If you give us more details about what you want to accomplish maybe we can help you do it the WPF way, which is not always the easy way at first, but it's much easier in the long run.

Robert Macnee
A: 

You can add columns dynamically to a ListView by using Attached Properties. Check out this article on the CodeProject it explains exactly that...

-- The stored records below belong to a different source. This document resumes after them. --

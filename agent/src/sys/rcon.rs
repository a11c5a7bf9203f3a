// agent/src/sys/rcon.rs

use async_trait::async_trait;
use std::time::Duration;
use tokio::process::Command;

use crate::sys::traits::{RconTarget, RconTransport};

/// Delegates the wire protocol to an external RCON client
/// (`rcon -a host:port -p password command`).
pub struct CommandRconTransport {
    bin: String,
    host: String,
    timeout: Duration,
}

impl CommandRconTransport {
    pub fn new(bin: String, host: String) -> Self {
        Self { bin, host, timeout: Duration::from_secs(10) }
    }

    fn args(&self, target: &RconTarget, command: &str) -> Vec<String> {
        let mut args = vec!["-a".to_string(), format!("{}:{}", self.host, target.port), "-p".to_string()];
        target.password.use_secret(|p| args.push(p.to_string()));
        args.push(command.to_string());
        args
    }
}

#[async_trait]
impl RconTransport for CommandRconTransport {
    async fn call(&self, target: &RconTarget, command: &str) -> Result<String, String> {
        // 🛡️ Argument injection: the command is a single argv slot, but a leading
        // dash would still be parsed as a flag by the client.
        if command.starts_with('-') {
            return Err("SECURITY VIOLATION: RCON command may not start with '-'".into());
        }

        let run = Command::new(&self.bin)
            .args(self.args(target, command))
            .kill_on_drop(true)
            .output();

        let output = tokio::time::timeout(self.timeout, run)
            .await
            .map_err(|_| format!("RCON call timed out after {:?}", self.timeout))?
            .map_err(|e| format!("RCON client spawn failed: {}", e))?;

        if !output.status.success() {
            let stderr = String::from_utf8_lossy(&output.stderr);
            return Err(format!("RCON client exited with {}: {}", output.status.code().unwrap_or(-1), stderr.trim()));
        }

        Ok(String::from_utf8_lossy(&output.stdout).to_string())
    }
}
// agent/src/sys/logs.rs

use async_trait::async_trait;
use tokio::process::Command;
use tracing::debug;

use crate::sys::traits::LogSource;

/// Reads the unit's stdout/stderr back out of the systemd journal.
pub struct JournalLogSource {
    service_name: String,
}

impl JournalLogSource {
    pub fn new(service_name: String) -> Self {
        Self { service_name }
    }
}

/// Last `n` non-empty lines of `text`, oldest first.
fn tail_lines(text: &str, n: usize) -> Vec<String> {
    let lines: Vec<&str> = text.lines().filter(|l| !l.trim().is_empty()).collect();
    let skip = lines.len().saturating_sub(n);
    lines[skip..].iter().map(|l| l.to_string()).collect()
}

#[async_trait]
impl LogSource for JournalLogSource {
    async fn recent_lines(&self, n: usize) -> Vec<String> {
        if n == 0 {
            return Vec::new();
        }

        let output = Command::new("journalctl")
            .args(["-u", &self.service_name, "-n", &n.to_string(), "-o", "cat", "--no-pager"])
            .output()
            .await;

        // No journal yet (or no journalctl at all) reads as "no markers present".
        match output {
            Ok(out) if out.status.success() => tail_lines(&String::from_utf8_lossy(&out.stdout), n),
            Ok(out) => {
                debug!(code = out.status.code().unwrap_or(-1), "journalctl returned non-zero");
                Vec::new()
            }
            Err(e) => {
                debug!(error = %e, "journalctl could not be spawned");
                Vec::new()
            }
        }
    }
}
// agent/src/error.rs

use std::path::PathBuf;
use thiserror::Error;

pub type AgentResult<T> = Result<T, AgentError>;

/// Failures that terminate a run. Everything transient (unreachable RCON,
/// empty journal, unknown port option) is absorbed before it gets here.
#[derive(Debug, Error)]
pub enum AgentError {
    /// First-run touches systemd units and the firewall.
    #[error("first-run configuration must be run as root (try sudo)")]
    NotRoot,

    /// Without a persisted secret the bootstrap cannot continue.
    #[error("unable to persist admin credential at {path}: {source}")]
    Credential {
        path: PathBuf,
        #[source]
        source: std::io::Error,
    },

    #[error("service control failed: {0}")]
    Service(String),

    #[error("option store: {0}")]
    Option(String),

    #[error("invalid configuration: {0}")]
    Config(String),
}
// agent/src/sys/secrets.rs

use secrecy::{ExposeSecret, SecretString};

/// AdminSecret holds the server administrator / RCON password.
///
/// 1. It cannot be accidentally logged (`{:?}` prints `[REDACTED]`).
/// 2. When dropped, the backing String is zeroized.
#[derive(Debug)]
pub struct AdminSecret {
    token: SecretString,
}

impl AdminSecret {
    /// Takes ownership so the plaintext is not duplicated on the heap.
    pub fn new(raw: String) -> Self {
        Self { token: SecretString::new(raw) }
    }

    /// Exposes the secret for the duration of `action` only.
    pub fn use_secret<F, R>(&self, action: F) -> R
    where
        F: FnOnce(&str) -> R,
    {
        action(self.token.expose_secret())
    }

    pub fn is_empty(&self) -> bool {
        self.token.expose_secret().is_empty()
    }
}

WPF DynamicListView - Binding to a DataMatrix

Tawani
+3  A: 

I asked the exact same question HERE (and answered myself - I had a problem in my code). Hope it helps.

JohnIdol
+1  A: 

Adding it directly to the ListView in your App isn't necessarily the "WPF-way". Consider this:

public class BindableListViewModel 
{

     public IList<TypeOfObjectToDisplay> AllObjectsToDisplay;
     public ICommand AddNewItemToList;

     public BindableListViewModel()
     { 
       AllObjectsToDisplay = new ObservableList<TypeOfObjectToDisplay>();
       AddNewItemToList = new RelayCommand(AddNewItem(), CanAddNewItem());
     }

     public bool CanAddNewItem()
     {
       //logic that determines IF you are allowed to add
       //For now, i'll just say that we can alway add.
        return true;
     }

     public void AddNewItem()
     {
       AllObjectsToDisplay.Add(new TypeOfObjectToDisplay());
     }

}

Then, in XAML all that we need to do is bind the ItemsSource of our ListView to our AllObjectsToDisplay list. This allows us to separate the dependency of adding objects directly to our ListView; we can us WPF's strength of Data Binding to remove the direct dependency on HOW we add businesss objects to our UI container we display them in -- a very useful practice!